The federal budget’s scrapping of the 30% limit on foreign content – for pension funds and individuals alike – is “a victory that, quite frankly, we were not expecting”, says John Murray, vice-president of regulation and corporate affairs for the Investment Funds Institute of Canada, a Toronto-based industry association. “We had hoped the government might reduce the restrictions incrementally. We are very pleased with the results,” he says.

According to the budget, the rationale for the government’s move is: “As Canadian markets have grown and matured since the early 1990s and become more integrated with global capital markets, access to capital for Canadian companies has improved substantially.”

The limit, set at 10% in 1971, rose to 20% in the 1990s, then to 30% in 2001. Investors who exceeded those limits were penalised with a 1% per-month penalty tax.

The clear winners are Canada’s pension funds, which until now have been crimped by the relatively small domestic market in which they had to operate. The Canadian stock market accounts for only 3% of world stock market capitalisation.

The Conservative party has come out swinging over the budget, even threatening to trigger a snap election in the spring. With the Liberal government in a minority, a vote against the budget by the Conservatives would count as a vote of no confidence, which would require another election to be held. Opposition leader Stephen Harper later backed down from this position. Whatever the fate of the budget, the government’s business competitiveness agenda and tax regime are unlikely to see any large-scale changes any time soon.

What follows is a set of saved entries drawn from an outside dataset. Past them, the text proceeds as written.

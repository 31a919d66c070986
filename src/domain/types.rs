// ==========================================
// 间接成本配置系统 - 领域类型定义
// ==========================================
// 运量区间: 8 个固定档位 (300kg ~ 30t)
// 序列化格式: RANGE_xxx (与数据库、接口一致)
// ==========================================

use serde::{Deserialize, Serialize};
use std::fmt;

// ==========================================
// 运量区间 (Volume Range)
// ==========================================
// 红线: 只允许 8 个枚举值, 顺序即矩阵列顺序
#[derive(Debug, Clone, Copy, PartialEq, Eq, PartialOrd, Ord, Hash, Serialize, Deserialize)]
pub enum VolumeRange {
    #[serde(rename = "RANGE_300KG")]
    Range300Kg, // 300kg
    #[serde(rename = "RANGE_500KG")]
    Range500Kg, // 500kg
    #[serde(rename = "RANGE_1T")]
    Range1T, // 1 吨
    #[serde(rename = "RANGE_3T")]
    Range3T, // 3 吨
    #[serde(rename = "RANGE_5T")]
    Range5T, // 5 吨
    #[serde(rename = "RANGE_10T")]
    Range10T, // 10 吨
    #[serde(rename = "RANGE_20T")]
    Range20T, // 20 吨
    #[serde(rename = "RANGE_30T")]
    Range30T, // 30 吨
}

impl VolumeRange {
    /// 全部区间（按矩阵列顺序）
    pub const ALL: [VolumeRange; 8] = [
        VolumeRange::Range300Kg,
        VolumeRange::Range500Kg,
        VolumeRange::Range1T,
        VolumeRange::Range3T,
        VolumeRange::Range5T,
        VolumeRange::Range10T,
        VolumeRange::Range20T,
        VolumeRange::Range30T,
    ];

    /// 存储/传输用编码
    pub fn as_str(&self) -> &'static str {
        match self {
            VolumeRange::Range300Kg => "RANGE_300KG",
            VolumeRange::Range500Kg => "RANGE_500KG",
            VolumeRange::Range1T => "RANGE_1T",
            VolumeRange::Range3T => "RANGE_3T",
            VolumeRange::Range5T => "RANGE_5T",
            VolumeRange::Range10T => "RANGE_10T",
            VolumeRange::Range20T => "RANGE_20T",
            VolumeRange::Range30T => "RANGE_30T",
        }
    }

    /// 界面显示用标签
    pub fn label(&self) -> &'static str {
        match self {
            VolumeRange::Range300Kg => "300kg",
            VolumeRange::Range500Kg => "500kg",
            VolumeRange::Range1T => "1T",
            VolumeRange::Range3T => "3T",
            VolumeRange::Range5T => "5T",
            VolumeRange::Range10T => "10T",
            VolumeRange::Range20T => "20T",
            VolumeRange::Range30T => "30T",
        }
    }

    /// 在 ALL 中的列下标
    pub fn index(&self) -> usize {
        match self {
            VolumeRange::Range300Kg => 0,
            VolumeRange::Range500Kg => 1,
            VolumeRange::Range1T => 2,
            VolumeRange::Range3T => 3,
            VolumeRange::Range5T => 4,
            VolumeRange::Range10T => 5,
            VolumeRange::Range20T => 6,
            VolumeRange::Range30T => 7,
        }
    }

    /// 从字符串解析
    ///
    /// 同时接受存储编码 (RANGE_1T) 与显示标签 (1T / 1t)，未知值返回 None
    pub fn parse(s: &str) -> Option<Self> {
        let normalized = s.trim().to_uppercase();
        VolumeRange::ALL.into_iter().find(|range| {
            range.as_str() == normalized || range.label().to_uppercase() == normalized
        })
    }
}

impl fmt::Display for VolumeRange {
    fn fmt(&self, f: &mut fmt::Formatter<'_>) -> fmt::Result {
        write!(f, "{}", self.as_str())
    }
}

// ==========================================
// 按区间的成本行 (CostsByRange)
// ==========================================
// 缺失的区间按 0 处理
#[derive(Debug, Clone, Copy, PartialEq, Default, Serialize, Deserialize)]
pub struct CostsByRange([f64; 8]);

impl CostsByRange {
    /// 全 0 成本行
    pub fn zeroed() -> Self {
        Self([0.0; 8])
    }

    /// 由 (区间, 成本) 序列构建；重复区间以后出现者为准
    pub fn from_entries<I>(entries: I) -> Self
    where
        I: IntoIterator<Item = (VolumeRange, f64)>,
    {
        let mut costs = Self::zeroed();
        for (range, cost) in entries {
            costs.set(range, cost);
        }
        costs
    }

    pub fn get(&self, range: VolumeRange) -> f64 {
        self.0[range.index()]
    }

    pub fn set(&mut self, range: VolumeRange, cost: f64) {
        self.0[range.index()] = cost;
    }

    /// 按列顺序迭代
    pub fn iter(&self) -> impl Iterator<Item = (VolumeRange, f64)> + '_ {
        VolumeRange::ALL.into_iter().map(move |range| (range, self.get(range)))
    }
}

Some members of the business community think that is a shame. Carleton University’s Professor Lawson has some unambiguous advice for the government: “The message is not getting through: lower taxes to stimulate the private sector’s wealth, creating capacity, resulting ultimately in more tax revenue. Stop with the short-term politicking and adopt policies for the long term.”

 

 

R&D INITIATIVES

Canada’s proposed budget provides $810m in strategic investments in ideas and enabling technologies over the next five years. These include:

  • $375m over five years for the three federal granting councils: the Canadian Institutes of Health Research, the Natural Sciences and Engineering Research Council of Canada, and the Social Sciences and Humanities Research Council of Canada.

 

  • Increasing funding to universities and research hospitals for the indirect costs of federally sponsored research, bringing the total to $260m a year from $245m starting in 2005-2006.

 

  • $125m over five years for world-leading particle physics research at the Tri-University Meson Facility (TRIUMF) science facility in British Columbia.

 

  • $30m for the Canadian Academies of Science to provide independent expert assessments of the science underlying key issues.

 

  • $165m for Genome Canada in support of breakthrough genomics research.

 

  • $20m for Precarn, which specialises in advanced robotics and artificial intelligence.

These initiatives build on the $11bn added by the government of Canada for university-based research since 1998.